Have you ever noticed that the Exodus story is not only about God overpowering Egypt, but also about God patiently teaching Egypt, Israel, and Pharaoh who He is? The Come, Follow Me introduction frames it this way: God continued to demonstrate His power and give Pharaoh opportunities to accept “that I am the Lord” and “there is none like me in all the earth” (Exodus 7:5; 9:14). That is a striking pairing: power, yes, but also opportunity. Not just punishment, but revelation. Not just escape, but recognition.
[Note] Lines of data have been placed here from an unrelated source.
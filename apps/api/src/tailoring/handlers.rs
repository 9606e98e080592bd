//! Axum route handlers for the Tailoring API.

use axum::{extract::State, Json};
use resume_model::tailoring::{CoverLetter, CoverLetterRequest, TailorRequest, TailoredResume};
use resume_model::validation::validate_job_description;

use crate::auth::CurrentOwner;
use crate::errors::AppError;
use crate::state::AppState;

/// POST /api/v1/tailor
///
/// Returns a tailored variant of the submitted resume. The stored resume is
/// not touched; saving the variant is a separate, explicit call.
pub async fn handle_tailor(
    State(state): State<AppState>,
    CurrentOwner(owner): CurrentOwner,
    Json(request): Json<TailorRequest>,
) -> Result<Json<TailoredResume>, AppError> {
    validate_job_description(&request.job())
        .map_err(|e| AppError::validation("Invalid job description", e))?;
    tracing::debug!(%owner, "Tailor request accepted");
    Ok(Json(state.tailor.tailor(&request).await?))
}

/// POST /api/v1/cover-letter
pub async fn handle_cover_letter(
    State(state): State<AppState>,
    CurrentOwner(owner): CurrentOwner,
    Json(request): Json<CoverLetterRequest>,
) -> Result<Json<CoverLetter>, AppError> {
    validate_job_description(&request.job())
        .map_err(|e| AppError::validation("Invalid job description", e))?;
    tracing::debug!(%owner, tone = request.tone.as_str(), "Cover letter request accepted");
    Ok(Json(state.tailor.cover_letter(&request).await?))
}
// Prompt text for the tailoring service.

use std::fmt::Write;

use resume_model::ResumeContent;

use crate::tailoring::TailoringContext;

/// Shared system prompt: JSON only, no prose.
pub const JSON_ONLY_SYSTEM: &str = "You are an expert resume writer and career coach \
    specializing in ATS (applicant tracking system) optimization. \
    You MUST respond with valid JSON only. \
    Do NOT include any text outside the JSON object. \
    Do NOT use markdown code fences. \
    Do NOT include explanations or apologies.";

const HONESTY_RULE: &str = "\
    Never fabricate achievements, employers, dates or skills. \
    Only emphasize and reframe what the resume already contains.";

const TAILOR_OUTPUT_SCHEMA: &str = r#"{
  "summary": "Tailored professional summary, 50-120 words",
  "experience": [
    {
      "title": "Original job title (unchanged)",
      "company": "Original company (unchanged)",
      "dates": "Original dates (unchanged)",
      "location": "Original location (unchanged)",
      "bullets": ["Action verb + what was done + impact", "..."]
    }
  ],
  "skills": ["Prioritized", "skills"],
  "matchScore": 85,
  "keyChanges": ["What changed and why, 3-5 items"],
  "atsKeywords": ["10-15 critical keywords from the posting"]
}"#;

const COVER_LETTER_OUTPUT_SCHEMA: &str = r#"{
  "coverLetter": "The complete letter, paragraphs separated by blank lines",
  "tone": "professional",
  "keyPoints": ["Main selling point", "..."]
}"#;

fn job_header(out: &mut String, ctx: &TailoringContext<'_>) {
    let _ = writeln!(out, "## Job Description\n\n{}\n", ctx.job_description.trim());
    if let Some(company) = ctx.company_name {
        let _ = writeln!(out, "**Company**: {company}");
    }
    if let Some(role) = ctx.role_title {
        let _ = writeln!(out, "**Role**: {role}");
    }
    if !ctx.keywords.is_empty() {
        let _ = writeln!(out, "**Technical keywords seen**: {}", ctx.keywords.join(", "));
    }
    out.push('\n');
}

fn full_resume(out: &mut String, resume: &ResumeContent) {
    let contact = &resume.contact_info;
    let _ = writeln!(
        out,
        "## Current Resume\n\n**Contact**: {} | {} | {} | {}\n",
        contact.name, contact.email, contact.phone, contact.location
    );
    let _ = writeln!(out, "**Summary**:\n{}\n", resume.summary);

    out.push_str("**Experience**:\n");
    for (i, exp) in resume.experience.iter().enumerate() {
        let _ = writeln!(
            out,
            "{}. {} at {} ({}) | {}",
            i + 1,
            exp.title,
            exp.company,
            exp.dates,
            exp.location
        );
        for bullet in &exp.bullets {
            let _ = writeln!(out, "   - {bullet}");
        }
    }

    out.push_str("\n**Education**:\n");
    for edu in &resume.education {
        let _ = writeln!(out, "- {} - {} ({})", edu.degree, edu.school, edu.dates);
    }
    let _ = writeln!(out, "\n**Skills**: {}\n", resume.skills.join(", "));
}

pub fn build_tailor_prompt(ctx: &TailoringContext<'_>) -> String {
    let mut out = String::from(
        "Tailor the resume below to the job description. Maximize the chance of passing \
         ATS screening and impressing a human recruiter while staying completely accurate.\n\n",
    );
    job_header(&mut out, ctx);
    full_resume(&mut out, ctx.resume);

    let _ = write!(
        out,
        "## Instructions\n\n\
         1. Rewrite the summary for this role and company, naming the 3-4 most relevant \
         qualifications. Write without first-person pronouns.\n\
         2. For every experience entry keep title, company, dates and location unchanged \
         and rewrite 3-5 bullets to surface the skills the posting asks for.\n\
         3. Reorder skills so the posting's skills come first; add a skill only if the \
         experience clearly implies it.\n\
         4. Leave contact information and education out of the output; they stay as they are.\n\
         5. matchScore is your 0-100 estimate of fit.\n\n\
         {HONESTY_RULE}\n\n\
         Return a JSON object with exactly this shape:\n{TAILOR_OUTPUT_SCHEMA}\n"
    );
    out
}

pub fn build_cover_letter_prompt(ctx: &TailoringContext<'_>, tone: &str) -> String {
    let mut out = String::from("Write a cover letter for this job application.\n\n");
    job_header(&mut out, ctx);

    let resume = ctx.resume;
    let _ = writeln!(
        out,
        "## Candidate\n\n**Name**: {}\n**Summary**: {}\n\n**Recent experience**:",
        resume.contact_info.name, resume.summary
    );
    for exp in resume.experience.iter().take(2) {
        let _ = writeln!(out, "- {} at {} ({})", exp.title, exp.company, exp.dates);
    }
    let _ = writeln!(out, "\n**Skills**: {}\n", resume.skills.join(", "));

    let _ = write!(
        out,
        "## Instructions\n\n\
         Write 250-400 words in a {tone} tone: an opening that names the position, a \
         paragraph on why this company, 2-3 concrete experiences that match the \
         requirements, and a short closing.\n\n\
         {HONESTY_RULE}\n\n\
         Return a JSON object with exactly this shape:\n{COVER_LETTER_OUTPUT_SCHEMA}\n"
    );
    out
}

#[cfg(test)]
mod tests {
    use super::*;
    use resume_model::ExperienceEntry;

    fn resume() -> ResumeContent {
        ResumeContent {
            summary: "Backend engineer".to_string(),
            experience: (1..=3)
                .map(|i| ExperienceEntry {
                    title: format!("Role {i}"),
                    company: format!("Company {i}"),
                    dates: "2020 - 2021".to_string(),
                    location: "Remote".to_string(),
                    bullets: vec![format!("Bullet for role {i}")],
                })
                .collect(),
            skills: vec!["Rust".to_string(), "SQL".to_string()],
            ..Default::default()
        }
    }

    #[test]
    fn test_tailor_prompt_includes_context() {
        let resume = resume();
        let keywords = vec!["Rust".to_string()];
        let ctx = TailoringContext {
            resume: &resume,
            job_description: "Build payment rails in Rust.",
            company_name: Some("Acme"),
            role_title: None,
            keywords: &keywords,
        };
        let prompt = build_tailor_prompt(&ctx);
        assert!(prompt.contains("**Company**: Acme"));
        assert!(!prompt.contains("**Role**"));
        assert!(prompt.contains("Bullet for role 3"));
        assert!(prompt.contains("\"matchScore\""));
        assert!(prompt.contains("Rust, SQL"));
    }

    #[test]
    fn test_cover_letter_prompt_uses_two_most_recent_roles_and_tone() {
        let resume = resume();
        let ctx = TailoringContext {
            resume: &resume,
            job_description: "Build payment rails in Rust.",
            company_name: None,
            role_title: Some("Backend Engineer"),
            keywords: &[],
        };
        let prompt = build_cover_letter_prompt(&ctx, "enthusiastic");
        assert!(prompt.contains("Role 2 at Company 2"));
        assert!(!prompt.contains("Role 3 at Company 3"));
        assert!(prompt.contains("enthusiastic tone"));
        assert!(prompt.contains("\"coverLetter\""));
    }
}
So here’s the question to put on the table right away: If the Lord can send plagues, why does He also keep sending invitations? Why does He keep making space for Pharaoh to change? And closer to home, why does the Lord often work with us over time instead of “fixing” us instantly? Exodus 7–13 is a story about deliverance, but it’s also a story about hearts: hard hearts that resist light, and soft hearts that receive it.

SCRIPTURE EXPLORATION (15–20 minutes)

Begin by walking the class through the repeated purpose statements that the Come, Follow Me manual highlights. The Lord explains why these things are happening: “that I am the Lord” (Exodus 7:5) and “there is none like me in all the earth” (Exodus 9:14). Invite the class to look for how often the narrative returns to that theme. Even before we talk about any single plague, the text is already telling us what God wants: not merely compliance, but knowledge of Him. Ask: What does it teach you about God that He wants to be known, not merely feared? What does it suggest about the kind of relationship He is trying to establish with His covenant people?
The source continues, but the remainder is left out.